Thousands of crabs are gathering off the coast of Panama, an event which is resembling an alien invasion, according to researchers. This occurrence is a surprise to researchers who have studied the animals.
Red crabs are massing on the Hannibal Bank Seamount, located in the waters near Panama. The animals are gathering in oxygen-poor water just above the seafloor, around 1,200 feet beneath the surface of the water.
Woods Hole Oceanographic Institution (WHOI) researchers studying biodiversity captured stunning video of the event.
Researchers aboard the Deep Rover 2 submersible, taking part in the last dive of a month-long investigation, recorded the unexpected encounter in April 2015. The team noticed the water was becoming murkier as they dove to greater depths.
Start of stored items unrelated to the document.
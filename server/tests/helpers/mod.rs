//! Reusable test helpers for webhook tests.
//!
//! Provides in-memory collaborators (channel lookup, permission evaluator,
//! webhook store, audit sink) and `TestApp`, which drives the full axum router
//! via `tower::ServiceExt::oneshot`.
#![allow(dead_code)]

use std::collections::{HashMap, HashSet};
use std::sync::{Arc, Mutex};

use async_trait::async_trait;
use axum::body::Body;
use axum::http::{self, Method, Request, Response};
use axum::Router;
use http_body_util::BodyExt;
use tower::ServiceExt;
use uuid::Uuid;

use hooks_server::api::{create_router, AppState};
use hooks_server::audit::{AuditAction, AuditEvent, AuditOutcome, AuditSink};
use hooks_server::auth::jwt;
use hooks_server::channels::{Channel, ChannelLookup, ChannelType};
use hooks_server::config::Config;
use hooks_server::db::{BackendError, BackendResult};
use hooks_server::permissions::{Permission, PermissionEvaluator, PermissionScope};
use hooks_server::webhooks::{
    IncomingWebhook, PageLimits, Pagination, WebhookService, WebhookStore,
};

// ============================================================================
// Channel lookup
// ============================================================================

#[derive(Default)]
pub struct MemoryChannels {
    channels: Mutex<HashMap<Uuid, Channel>>,
    teams: Mutex<HashSet<Uuid>>,
}

impl MemoryChannels {
    pub fn add_team(&self) -> Uuid {
        let team_id = Uuid::now_v7();
        self.teams.lock().unwrap().insert(team_id);
        team_id
    }

    pub fn remove_team(&self, team_id: Uuid) {
        self.teams.lock().unwrap().remove(&team_id);
    }

    pub fn add_channel(&self, team_id: Option<Uuid>, channel_type: ChannelType) -> Uuid {
        let id = Uuid::now_v7();
        self.channels.lock().unwrap().insert(
            id,
            Channel {
                id,
                team_id,
                channel_type,
            },
        );
        id
    }

    pub fn remove_channel(&self, channel_id: Uuid) {
        self.channels.lock().unwrap().remove(&channel_id);
    }

    /// Move a channel to another team without touching existing hooks.
    pub fn move_channel(&self, channel_id: Uuid, team_id: Uuid) {
        if let Some(channel) = self.channels.lock().unwrap().get_mut(&channel_id) {
            channel.team_id = Some(team_id);
        }
    }

    pub fn set_channel_type(&self, channel_id: Uuid, channel_type: ChannelType) {
        if let Some(channel) = self.channels.lock().unwrap().get_mut(&channel_id) {
            channel.channel_type = channel_type;
        }
    }
}

#[async_trait]
impl ChannelLookup for MemoryChannels {
    async fn get_channel(&self, channel_id: Uuid) -> BackendResult<Option<Channel>> {
        Ok(self.channels.lock().unwrap().get(&channel_id).cloned())
    }

    async fn team_exists(&self, team_id: Uuid) -> BackendResult<bool> {
        Ok(self.teams.lock().unwrap().contains(&team_id))
    }
}

// ============================================================================
// Permission evaluator
// ============================================================================

/// Exact-match grants: no scope implies another.
#[derive(Default)]
pub struct MemoryPermissions {
    grants: Mutex<HashSet<(Uuid, PermissionScope, Permission)>>,
    calls: Mutex<Vec<(Uuid, PermissionScope, Permission)>>,
}

impl MemoryPermissions {
    pub fn grant(&self, user_id: Uuid, scope: PermissionScope, permission: Permission) {
        self.grants
            .lock()
            .unwrap()
            .insert((user_id, scope, permission));
    }

    pub fn revoke(&self, user_id: Uuid, scope: PermissionScope, permission: Permission) {
        self.grants
            .lock()
            .unwrap()
            .remove(&(user_id, scope, permission));
    }

    pub fn grant_team_manager(&self, user_id: Uuid, team_id: Uuid) {
        self.grant(
            user_id,
            PermissionScope::Team(team_id),
            Permission::ManageWebhooks,
        );
    }

    pub fn grant_channel_read(&self, user_id: Uuid, channel_id: Uuid) {
        self.grant(
            user_id,
            PermissionScope::Channel(channel_id),
            Permission::ReadChannel,
        );
    }

    /// Number of READ_CHANNEL lookups made so far.
    pub fn read_channel_checks(&self) -> usize {
        self.calls
            .lock()
            .unwrap()
            .iter()
            .filter(|(_, _, p)| *p == Permission::ReadChannel)
            .count()
    }
}

#[async_trait]
impl PermissionEvaluator for MemoryPermissions {
    async fn has_permission(
        &self,
        user_id: Uuid,
        scope: PermissionScope,
        permission: Permission,
    ) -> BackendResult<bool> {
        self.calls
            .lock()
            .unwrap()
            .push((user_id, scope, permission));
        Ok(self
            .grants
            .lock()
            .unwrap()
            .contains(&(user_id, scope, permission)))
    }
}

// ============================================================================
// Webhook store
// ============================================================================

/// Insertion-ordered store with an optional injected failure.
#[derive(Default)]
pub struct MemoryStore {
    hooks: Mutex<Vec<IncomingWebhook>>,
    fail_writes: Mutex<bool>,
}

impl MemoryStore {
    pub fn fail_writes(&self, fail: bool) {
        *self.fail_writes.lock().unwrap() = fail;
    }

    pub fn len(&self) -> usize {
        self.hooks.lock().unwrap().len()
    }

    pub fn insert(&self, hook: IncomingWebhook) {
        self.hooks.lock().unwrap().push(hook);
    }

    fn check_writes(&self) -> BackendResult<()> {
        if *self.fail_writes.lock().unwrap() {
            return Err(BackendError::Unavailable("injected write failure".into()));
        }
        Ok(())
    }

    fn page_of<'a>(
        hooks: impl Iterator<Item = &'a IncomingWebhook>,
        page: Pagination,
    ) -> Vec<IncomingWebhook> {
        hooks
            .skip(page.offset() as usize)
            .take(page.limit() as usize)
            .cloned()
            .collect()
    }
}

#[async_trait]
impl WebhookStore for MemoryStore {
    async fn create(&self, hook: &IncomingWebhook) -> BackendResult<IncomingWebhook> {
        self.check_writes()?;
        self.hooks.lock().unwrap().push(hook.clone());
        Ok(hook.clone())
    }

    async fn get(&self, hook_id: Uuid) -> BackendResult<Option<IncomingWebhook>> {
        Ok(self
            .hooks
            .lock()
            .unwrap()
            .iter()
            .find(|h| h.id == hook_id)
            .cloned())
    }

    async fn delete(&self, hook_id: Uuid) -> BackendResult<()> {
        self.check_writes()?;
        self.hooks.lock().unwrap().retain(|h| h.id != hook_id);
        Ok(())
    }

    async fn list_by_team(
        &self,
        team_id: Uuid,
        page: Pagination,
    ) -> BackendResult<Vec<IncomingWebhook>> {
        let hooks = self.hooks.lock().unwrap();
        Ok(Self::page_of(
            hooks.iter().filter(|h| h.team_id == team_id),
            page,
        ))
    }

    async fn list_all(&self, page: Pagination) -> BackendResult<Vec<IncomingWebhook>> {
        let hooks = self.hooks.lock().unwrap();
        Ok(Self::page_of(hooks.iter(), page))
    }
}

// ============================================================================
// Audit sink
// ============================================================================

/// Records events in order; can be told to reject one outcome.
#[derive(Default)]
pub struct MemoryAudit {
    events: Mutex<Vec<AuditEvent>>,
    reject: Mutex<Option<AuditOutcome>>,
}

impl MemoryAudit {
    pub fn events(&self) -> Vec<AuditEvent> {
        self.events.lock().unwrap().clone()
    }

    pub fn outcomes(&self) -> Vec<(AuditAction, AuditOutcome)> {
        self.events()
            .into_iter()
            .map(|e| (e.action, e.outcome))
            .collect()
    }

    pub fn reject(&self, outcome: AuditOutcome) {
        *self.reject.lock().unwrap() = Some(outcome);
    }
}

#[async_trait]
impl AuditSink for MemoryAudit {
    async fn record(&self, event: AuditEvent) -> BackendResult<()> {
        if *self.reject.lock().unwrap() == Some(event.outcome) {
            return Err(BackendError::Unavailable("audit log offline".into()));
        }
        self.events.lock().unwrap().push(event);
        Ok(())
    }
}

// ============================================================================
// Fixture
// ============================================================================

/// All in-memory collaborators plus a service wired to them.
pub struct Fixture {
    pub channels: Arc<MemoryChannels>,
    pub permissions: Arc<MemoryPermissions>,
    pub store: Arc<MemoryStore>,
    pub audit: Arc<MemoryAudit>,
    pub service: WebhookService,
}

impl Fixture {
    pub fn new() -> Self {
        Self::with_limits(PageLimits {
            default_per_page: 60,
            max_per_page: 200,
        })
    }

    pub fn with_limits(limits: PageLimits) -> Self {
        let channels = Arc::new(MemoryChannels::default());
        let permissions = Arc::new(MemoryPermissions::default());
        let store = Arc::new(MemoryStore::default());
        let audit = Arc::new(MemoryAudit::default());
        let service = WebhookService::new(
            channels.clone(),
            permissions.clone(),
            store.clone(),
            audit.clone(),
            limits,
        );

        Self {
            channels,
            permissions,
            store,
            audit,
            service,
        }
    }
}

/// Build a hook record directly, bypassing the service.
pub fn stored_hook(channel_id: Uuid, team_id: Uuid, user_id: Uuid) -> IncomingWebhook {
    let now = chrono::Utc::now();
    IncomingWebhook {
        id: Uuid::now_v7(),
        channel_id,
        team_id,
        user_id,
        display_name: String::new(),
        description: String::new(),
        created_at: now,
        updated_at: now,
    }
}

// ============================================================================
// Test App
// ============================================================================

/// A test application wrapping the full axum router over a [`Fixture`].
pub struct TestApp {
    pub router: Router,
    pub fixture: Fixture,
    pub config: Arc<Config>,
}

impl TestApp {
    pub fn new() -> Self {
        let config = Config::default_for_test();
        let fixture = Fixture::new();
        let state = AppState::new(config.clone(), fixture.service.clone());
        let router = create_router(state);

        Self {
            router,
            fixture,
            config: Arc::new(config),
        }
    }

    /// Build an HTTP request with the given method and URI.
    pub fn request(method: Method, uri: &str) -> http::request::Builder {
        Request::builder().method(method).uri(uri)
    }

    /// Build an authenticated request for `user_id`.
    pub fn authed(&self, method: Method, uri: &str, user_id: Uuid) -> http::request::Builder {
        let token = generate_access_token(&self.config, user_id);
        Self::request(method, uri).header("Authorization", format!("Bearer {token}"))
    }

    /// Send a request through the router via `tower::ServiceExt::oneshot`.
    pub async fn oneshot(&self, request: Request<Body>) -> Response<Body> {
        self.router
            .clone()
            .oneshot(request)
            .await
            .expect("oneshot request failed")
    }
}

/// Generate a valid access token for a user.
pub fn generate_access_token(config: &Config, user_id: Uuid) -> String {
    jwt::generate_access_token(user_id, &config.jwt_secret, config.jwt_access_expiry)
        .expect("Failed to generate test token")
}

/// Collect a response body into JSON.
pub async fn body_to_json(response: Response<Body>) -> serde_json::Value {
    let bytes = response
        .into_body()
        .collect()
        .await
        .expect("Failed to read body")
        .to_bytes();
    serde_json::from_slice(&bytes).expect("Body is not JSON")
}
"There was this turbid layer, and you couldn't see a thing beyond it. We just saw this cloud but had no idea what was causing it. As we slowly moved down to the bottom of the seafloor, all of the sudden we saw these things. At first, we thought they were biogenic rocks or structures. Once we saw them moving--swarming like insects--we couldn't believe it," Jesus Pineda, a biologist at WHOI, said.
Pleuroncodes planipes, also known as tuna crabs, are often found in waters off Baja California and the Gulf of California. They are not normally found as far south as Panama, and finding a large gathering of the creatures was especially surprising to investigators. This event marks the furthest south the animals have ever been seen.
The tuna crab, which are a favorite food of the large fish for which they are named, may have moved to the low-oxygen water as a means to avoid predators, which also includes marine mammals. Seamounts like the site of the gathering are under water mountainous regions, rich with a wide variety of life forms. The study which found the underwater meeting of crabs was aimed at discovering why the Hannibal Seamount is able to sustain such a wide range of plants and animals.
A large group of red crabs washed onto the beaches of southern California just months after the unusual gathering near Panama was recorded. Biologists believe this event was driven by warming water, heated by El Nino.
Analysis of the unisual gathering of tuna crabs was presented in the journal PeerJ.